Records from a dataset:
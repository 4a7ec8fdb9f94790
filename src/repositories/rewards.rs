use chrono::NaiveDate;
use sqlx::PgPool;

use super::{
    notifications::insert_notification, transactions::insert_transaction, wallets::adjust_wallet,
};
use crate::models::{
    new_id,
    notifications::NewNotification,
    rewards::DailyReward,
    transactions::{NewTransaction, TransactionKind},
    wallets::WalletDelta,
};

#[derive(Clone)]
pub struct RewardRepository {
    conn: PgPool,
}

impl RewardRepository {
    pub fn new(conn: PgPool) -> Self {
        Self { conn }
    }

    pub async fn last_claim(&self, user_id: &str) -> Result<Option<DailyReward>, anyhow::Error> {
        let reward = sqlx::query_as::<_, DailyReward>(
            "SELECT * FROM daily_rewards WHERE user_id = $1 ORDER BY reward_date DESC LIMIT 1",
        )
        .bind(user_id)
        .fetch_optional(&self.conn)
        .await?;

        Ok(reward)
    }

    /// Records the claim and pays it out. The `(user_id, reward_date)` unique
    /// key turns a concurrent second claim into a unique violation.
    pub async fn claim(
        &self,
        user_id: &str,
        today: NaiveDate,
        streak: u32,
        amount: i64,
    ) -> Result<DailyReward, anyhow::Error> {
        let mut tx = self.conn.begin().await?;

        let reward = sqlx::query_as::<_, DailyReward>(
            r#"INSERT INTO daily_rewards (id, user_id, reward_date, streak, amount)
            VALUES ($1, $2, $3, $4, $5)
            RETURNING *"#,
        )
        .bind(new_id())
        .bind(user_id)
        .bind(today)
        .bind(streak as i32)
        .bind(amount)
        .fetch_one(&mut *tx)
        .await?;

        if amount > 0 {
            adjust_wallet(&mut tx, user_id, WalletDelta::income(amount)).await?;
            insert_transaction(
                &mut tx,
                &NewTransaction::completed(
                    user_id,
                    TransactionKind::DailyReward,
                    amount,
                    Some(&reward.id),
                ),
            )
            .await?;
        }
        insert_notification(
            &mut tx,
            &NewNotification::daily_reward(user_id, streak, amount),
        )
        .await?;

        tx.commit().await?;

        Ok(reward)
    }
}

• _Directions_
Find "PgPool" in the preceding records. Copy each line that holds it.

• _Completed task_
use sqlx::PgPool;
    conn: PgPool,
    pub fn new(conn: PgPool) -> Self {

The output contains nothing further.